Exercise prompt: Retyping each entry exactly is the whole task.

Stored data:
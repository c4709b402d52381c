use crate::core::config::StyleConfig;
use crate::core::settings::StyleMode;
use crate::prelude::HashMap;
use std::path::{Path, PathBuf};

/// Maps a logical style name to a URL the surface can load
pub trait ResourceResolver: Send + Sync {
    fn resolve(&self, name: &str) -> Option<String>;
}

/// Looks up `<root>/<name>.json` on disk and yields a `file://` URL
#[derive(Debug, Clone)]
pub struct BundleResolver {
    root: PathBuf,
}

impl BundleResolver {
    pub fn new(root: impl Into<PathBuf>) -> Self {
        Self { root: root.into() }
    }

    pub fn root(&self) -> &Path {
        &self.root
    }
}

impl ResourceResolver for BundleResolver {
    fn resolve(&self, name: &str) -> Option<String> {
        let path = self.root.join(format!("{}.json", name));
        if !path.is_file() {
            return None;
        }
        let path = path.canonicalize().unwrap_or(path);
        Some(format!("file://{}", path.display()))
    }
}

/// Fixed name-to-URL table
#[derive(Debug, Clone, Default)]
pub struct StaticResolver {
    entries: HashMap<String, String>,
}

impl StaticResolver {
    pub fn new() -> Self {
        Self::default()
    }

    pub fn with(mut self, name: impl Into<String>, url: impl Into<String>) -> Self {
        self.entries.insert(name.into(), url.into());
        self
    }
}

impl ResourceResolver for StaticResolver {
    fn resolve(&self, name: &str) -> Option<String> {
        self.entries.get(name).cloned()
    }
}

/// Style documents resolved once at construction
#[derive(Debug, Clone, Default, PartialEq, Eq)]
pub struct StyleResources {
    pub vector: Option<String>,
    pub raster: Option<String>,
    pub offline: Option<String>,
    pub daylight: Option<String>,
}

impl StyleResources {
    pub fn resolve(config: &StyleConfig, resolver: &dyn ResourceResolver) -> Self {
        let resources = Self {
            vector: resolver.resolve(&config.vector_style),
            raster: resolver.resolve(&config.raster_style),
            offline: resolver.resolve(&config.offline_style),
            daylight: resolver.resolve(&config.daylight_style),
        };
        log::debug!(
            "style resources: vector={} raster={} offline={} daylight={}",
            resources.vector.is_some(),
            resources.raster.is_some(),
            resources.offline.is_some(),
            resources.daylight.is_some()
        );
        resources
    }

    /// Online document for `mode`. Underwater prefers the vector style over
    /// the legacy raster one; daylight has a single variant.
    pub fn primary(&self, mode: StyleMode) -> Option<&str> {
        match mode {
            StyleMode::Underwater => self.vector.as_deref().or(self.raster.as_deref()),
            StyleMode::Daylight => self.daylight.as_deref(),
        }
    }

    pub fn offline(&self) -> Option<&str> {
        self.offline.as_deref()
    }

    /// No document at all: initialisation cannot succeed
    pub fn is_empty(&self) -> bool {
        self.vector.is_none()
            && self.raster.is_none()
            && self.offline.is_none()
            && self.daylight.is_none()
    }
}

#[cfg(test)]
mod tests {
    use super::*;

    #[test]
    fn test_primary_priority() {
        let config = StyleConfig::default();
        let resolver = StaticResolver::new()
            .with("underwater-vector", "https://tiles/vector.json")
            .with("underwater-raster", "https://tiles/raster.json");
        let resources = StyleResources::resolve(&config, &resolver);
        assert_eq!(
            resources.primary(StyleMode::Underwater),
            Some("https://tiles/vector.json")
        );
        assert_eq!(resources.primary(StyleMode::Daylight), None);

        let raster_only = StyleResources::resolve(
            &config,
            &StaticResolver::new().with("underwater-raster", "https://tiles/raster.json"),
        );
        assert_eq!(
            raster_only.primary(StyleMode::Underwater),
            Some("https://tiles/raster.json")
        );
    }

    #[test]
    fn test_bundle_resolver() {
        let dir = tempfile::tempdir().unwrap();
        std::fs::write(dir.path().join("underwater-offline.json"), "{}").unwrap();

        let resolver = BundleResolver::new(dir.path());
        let url = resolver.resolve("underwater-offline").unwrap();
        assert!(url.starts_with("file://"));
        assert!(url.ends_with("underwater-offline.json"));
        assert!(resolver.resolve("underwater-vector").is_none());
    }

    #[test]
    fn test_empty_resources() {
        let resources = StyleResources::resolve(&StyleConfig::default(), &StaticResolver::new());
        assert!(resources.is_empty());
        assert!(resources.offline().is_none());
    }
}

Response:
repository c4709b402d52381c
use crate::core::config::StyleConfig;
use crate::core::settings::StyleMode;
use crate::prelude::HashMap;
use std::path::{Path, PathBuf};

/// Maps a logical style name to a URL the surface can load
pub trait ResourceResolver: Send + Sync {
    fn resolve(&self, name: &str) -> Option<String>;
}

/// Looks up `<root>/<name>.json` on disk and yields a `file://` URL
#[derive(Debug, Clone)]
pub struct BundleResolver {
    root: PathBuf,
}

impl BundleResolver {
    pub fn new(root: impl Into<PathBuf>) -> Self {
        Self { root: root.into() }
    }

    pub fn root(&self) -> &Path {
        &self.root
    }
}

impl ResourceResolver for BundleResolver {
    fn resolve(&self, name: &str) -> Option<String> {
        let path = self.root.join(format!("{}.json", name));
        if !path.is_file() {
            return None;
        }
        let path = path.canonicalize().unwrap_or(path);
        Some(format!("file://{}", path.display()))
    }
}

/// Fixed name-to-URL table
#[derive(Debug, Clone, Default)]
pub struct StaticResolver {
    entries: HashMap<String, String>,
}

impl StaticResolver {
    pub fn new() -> Self {
        Self::default()
    }

    pub fn with(mut self, name: impl Into<String>, url: impl Into<String>) -> Self {
        self.entries.insert(name.into(), url.into());
        self
    }
}

impl ResourceResolver for StaticResolver {
    fn resolve(&self, name: &str) -> Option<String> {
        self.entries.get(name).cloned()
    }
}

/// Style documents resolved once at construction
#[derive(Debug, Clone, Default, PartialEq, Eq)]
pub struct StyleResources {
    pub vector: Option<String>,
    pub raster: Option<String>,
    pub offline: Option<String>,
    pub daylight: Option<String>,
}

impl StyleResources {
    pub fn resolve(config: &StyleConfig, resolver: &dyn ResourceResolver) -> Self {
        let resources = Self {
            vector: resolver.resolve(&config.vector_style),
            raster: resolver.resolve(&config.raster_style),
            offline: resolver.resolve(&config.offline_style),
            daylight: resolver.resolve(&config.daylight_style),
        };
        log::debug!(
            "style resources: vector={} raster={} offline={} daylight={}",
            resources.vector.is_some(),
            resources.raster.is_some(),
            resources.offline.is_some(),
            resources.daylight.is_some()
        );
        resources
    }

    /// Online document for `mode`. Underwater prefers the vector style over
    /// the legacy raster one; daylight has a single variant.
    pub fn primary(&self, mode: StyleMode) -> Option<&str> {
        match mode {
            StyleMode::Underwater => self.vector.as_deref().or(self.raster.as_deref()),
            StyleMode::Daylight => self.daylight.as_deref(),
        }
    }

    pub fn offline(&self) -> Option<&str> {
        self.offline.as_deref()
    }

    /// No document at all: initialisation cannot succeed
    pub fn is_empty(&self) -> bool {
        self.vector.is_none()
            && self.raster.is_none()
            && self.offline.is_none()
            && self.daylight.is_none()
    }
}

#[cfg(test)]
mod tests {
    use super::*;

    #[test]
    fn test_primary_priority() {
        let config = StyleConfig::default();
        let resolver = StaticResolver::new()
            .with("underwater-vector", "https://tiles/vector.json")
            .with("underwater-raster", "https://tiles/raster.json");
        let resources = StyleResources::resolve(&config, &resolver);
        assert_eq!(
            resources.primary(StyleMode::Underwater),
            Some("https://tiles/vector.json")
        );
        assert_eq!(resources.primary(StyleMode::Daylight), None);

        let raster_only = StyleResources::resolve(
            &config,
            &StaticResolver::new().with("underwater-raster", "https://tiles/raster.json"),
        );
        assert_eq!(
            raster_only.primary(StyleMode::Underwater),
            Some("https://tiles/raster.json")
        );
    }

    #[test]
    fn test_bundle_resolver() {
        let dir = tempfile::tempdir().unwrap();
        std::fs::write(dir.path().join("underwater-offline.json"), "{}").unwrap();

        let resolver = BundleResolver::new(dir.path());
        let url = resolver.resolve("underwater-offline").unwrap();
        assert!(url.starts_with("file://"));
        assert!(url.ends_with("underwater-offline.json"));
        assert!(resolver.resolve("underwater-vector").is_none());
    }

    #[test]
    fn test_empty_resources() {
        let resources = StyleResources::resolve(&StyleConfig::default(), &StaticResolver::new());
        assert!(resources.is_empty());
        assert!(resources.offline().is_none());
    }
}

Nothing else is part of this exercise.